12 mai 2009 – Verhofstadt ou le gardien du temple -MODEM
« Pousser l’Europe de l’avant », voilà l’intention de Guy Verhofstadt qui, pendant 9 ans, a dirigé la Belgique à la tête d’une coalition sociale-libérale, aujourd’hui en campagne pour les élections européennes. Proposé par le Parti Démocrate Européen, aux côtés de M. Monti, comme possible Président de la Commission, Verhofstadt est, lui aussi, un Européen fort engagé.
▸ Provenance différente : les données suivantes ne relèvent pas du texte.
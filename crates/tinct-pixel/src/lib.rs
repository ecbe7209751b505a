#![deny(missing_docs)]
#![doc = env!("CARGO_PKG_DESCRIPTION")]

/// Pixel component types and the per-component arithmetic shared by every pixel operation.
pub mod component;

/// The generic four channel pixel value and its operators.
pub mod pixel;

/// Alpha compositing, averaging, interpolation and premultiplication.
pub mod composite;

/// Grayscale reduction and the gray+alpha storage pixel.
pub mod gray;

/// Conversions between pixels and the HSV, HSL, XYZ, Yxy, CMY and CMYK color spaces.
pub mod color_space;

pub use crate::color_space::{Cmy, Cmyk, ColorSpace, Hsl, Hsv, Xyz, Yxy};
pub use crate::component::{Component, Precision};
pub use crate::composite::{average_of, InterpolationMode};
pub use crate::gray::GrayAlpha;
pub use crate::pixel::{Pixel, Pixel16, Pixel8, PixelF};
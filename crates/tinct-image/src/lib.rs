#![deny(missing_docs)]
#![doc = env!("CARGO_PKG_DESCRIPTION")]

/// Error types for the image module.
pub mod error;

/// Pixel storage formats and the formats of container files.
pub mod format;

/// Format-erased pixel storage.
pub mod buffer;

/// The image type: lifecycle, per-pixel access and format conversion.
pub mod image;

/// Blitting, line and rectangle drawing and canvas resizing.
pub mod draw;

/// Per-pixel transforms over whole images.
pub mod ops;

pub use crate::buffer::PixelBuffer;
pub use crate::draw::Rect;
pub use crate::error::ImageError;
pub use crate::format::{FileFormat, PixelFormat};
pub use crate::image::{Image, ImageSize};
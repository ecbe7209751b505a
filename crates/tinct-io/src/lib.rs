#![deny(missing_docs)]
#![doc = env!("CARGO_PKG_DESCRIPTION")]

/// Error types for I/O operations.
///
/// Defines [`IoError`] variants for file access, signature mismatches and PNG
/// encoding/decoding failures.
pub mod error;

/// The raw row contract between images and container codecs.
///
/// Holds the read and write conversion tables that pick pixel and file formats.
pub mod codec;

/// PNG encoding and decoding.
pub mod png;

/// High-level image reading and writing functions.
///
/// See [`functional::read_image`] and [`functional::write_image`].
pub mod functional;

pub use crate::codec::{ChannelLayout, RawImage, ReadConversion, WriteConversion};
pub use crate::error::IoError;
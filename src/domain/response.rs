use serde::Deserialize;
use serde_json::Value;

#[derive(Debug, Clone, Default, PartialEq, Deserialize)]
/// Generic gateway reply envelope.
///
/// The gateway is loose about this shape: `data` may be an object, an array,
/// or absent, and `message` is occasionally a nested object rather than a
/// string. Endpoint methods that know better deserialize `data` further.
pub struct ApiResponse {
    #[serde(default)]
    pub id: Option<String>,
    #[serde(default)]
    pub status: Option<String>,
    #[serde(default)]
    pub message: Option<Value>,
    #[serde(default)]
    pub data: Option<Value>,
}

#[derive(Debug, Clone, Default, PartialEq, Deserialize)]
/// Account profile returned by `GET /auth/user`.
pub struct User {
    #[serde(default)]
    pub id: Option<i64>,
    #[serde(default)]
    pub name: Option<String>,
    #[serde(default)]
    pub email: Option<String>,
    #[serde(default)]
    pub role: Option<String>,
    #[serde(default)]
    pub status: Option<String>,
    #[serde(default)]
    pub sms_api_login: Option<String>,
    #[serde(default)]
    pub uz_price: Option<i64>,
    #[serde(default)]
    pub balance: Option<i64>,
    #[serde(default)]
    pub is_vip: Option<bool>,
    #[serde(default)]
    pub host: Option<String>,
    #[serde(default)]
    pub created_at: Option<String>,
    #[serde(default)]
    pub updated_at: Option<String>,
}

#[derive(Debug, Clone, Default, PartialEq, Deserialize)]
/// Address-book entry returned by the `/contact` endpoints.
pub struct Contact {
    #[serde(default)]
    pub id: Option<i64>,
    #[serde(default)]
    pub user_id: Option<i64>,
    #[serde(default)]
    pub group: Option<String>,
    #[serde(default)]
    pub name: Option<String>,
    #[serde(default)]
    pub email: Option<String>,
    #[serde(default)]
    pub mobile_phone: Option<String>,
    #[serde(default)]
    pub created_at: Option<String>,
    #[serde(default)]
    pub updated_at: Option<String>,
}

#[derive(Debug, Clone, PartialEq, Eq)]
/// Identifier handed back by `POST /contact`.
pub struct ContactCreated {
    pub contact_id: i64,
}
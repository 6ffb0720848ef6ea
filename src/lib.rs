//! Typed Rust client for the Eskiz.uz SMS gateway HTTP API.
//!
//! The crate is layered: a domain layer of validated types, a transport
//! layer for wire-format quirks (payload normalization, the gateway's
//! plaintext banner), and a client layer owning the bearer-token lifecycle.
//! Tokens are obtained via login, cached, optionally persisted to a
//! `.env`-style file, attached to every call, and refreshed transparently
//! with a single bounded retry when the gateway reports them expired.
//!
//! ```rust,no_run
//! use eskiz_sms::{Email, EskizClient, Password, SendSmsOptions};
//!
//! #[tokio::main]
//! async fn main() -> Result<(), eskiz_sms::EskizError> {
//!     let client = EskizClient::builder(
//!         Email::new("user@example.com")?,
//!         Password::new("secret")?,
//!     )
//!     .save_token()
//!     .build()?;
//!
//!     let response = client
//!         .send_sms("+998 90 123 45 67", "hello", SendSmsOptions::default())
//!         .await?;
//!     println!("queued: {:?}", response.id);
//!     Ok(())
//! }
//! ```
#![forbid(unsafe_code)]

pub mod client;
pub mod domain;
mod transport;

pub use client::{
    ESKIZ_TOKEN_KEY, EnvFileStore, EskizClient, EskizClientBuilder, EskizError, TokenStore,
};
pub use domain::{
    ApiResponse, CallbackUrl, Contact, ContactCreated, Email, GlobalSmsOptions, Password,
    SendSmsOptions, SmsMessage, User, ValidationError,
};
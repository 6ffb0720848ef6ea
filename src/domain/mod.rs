//! Domain layer: strong types with validation and invariants (no I/O).

mod request;
mod response;
mod validation;
mod value;

pub use request::{GlobalSmsOptions, SendSmsOptions, SmsMessage};
pub use response::{ApiResponse, Contact, ContactCreated, User};
pub use validation::ValidationError;
pub use value::{CallbackUrl, Email, Password};

#[cfg(test)]
mod tests {
    use super::*;

    #[test]
    fn email_rejects_empty() {
        assert!(matches!(
            Email::new("   "),
            Err(ValidationError::Empty {
                field: Email::FIELD
            })
        ));
    }

    #[test]
    fn email_is_trimmed() {
        let email = Email::new(" user@example.com ").unwrap();
        assert_eq!(email.as_str(), "user@example.com");
    }

    #[test]
    fn password_rejects_empty() {
        assert!(matches!(
            Password::new(""),
            Err(ValidationError::Empty {
                field: Password::FIELD
            })
        ));
    }

    #[test]
    fn password_preserves_whitespace() {
        let password = Password::new(" p4ss ").unwrap();
        assert_eq!(password.as_str(), " p4ss ");
    }

    #[test]
    fn callback_url_requires_http_scheme() {
        assert!(CallbackUrl::new("https://example.com/hook").is_ok());
        assert!(CallbackUrl::new("http://example.com/hook").is_ok());
        assert!(matches!(
            CallbackUrl::new("ftp://example.com/hook"),
            Err(ValidationError::InvalidUrl { .. })
        ));
        assert!(matches!(
            CallbackUrl::new("not a url"),
            Err(ValidationError::InvalidUrl { .. })
        ));
    }

    #[test]
    fn sms_message_rejects_blank_parts() {
        assert!(SmsMessage::new("", "998901234567", "hi").is_err());
        assert!(SmsMessage::new("sms1", " ", "hi").is_err());
        assert!(SmsMessage::new("sms1", "998901234567", "").is_err());
        let msg = SmsMessage::new("sms1", "998901234567", "hi").unwrap();
        assert_eq!(msg.user_sms_id, "sms1");
    }
}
Au deuxième trimestre 2001, il a assuré la présidence de l’UE à un moment décisif, après le désastre du Conseil européen de Nice. C’est lui qui a rédigé, et fait adopter, la « déclaration de Laeken » où la nécessité de faire l’Europe autrement et d’en accélérer la marche a été expressément reconnue. Cette déclaration marque un tournant : au lieu de lancer une énième conférence intergouvernementale où les gouvernements s’étripent à huis clos, une Convention, majoritairement composée d’élus nationaux, siégeant en public, a été chargée de réviser les traités. Même si la Constitution a eu un sort funeste, l’effort pour changer de méthode et relancer l’Europe était méritoire.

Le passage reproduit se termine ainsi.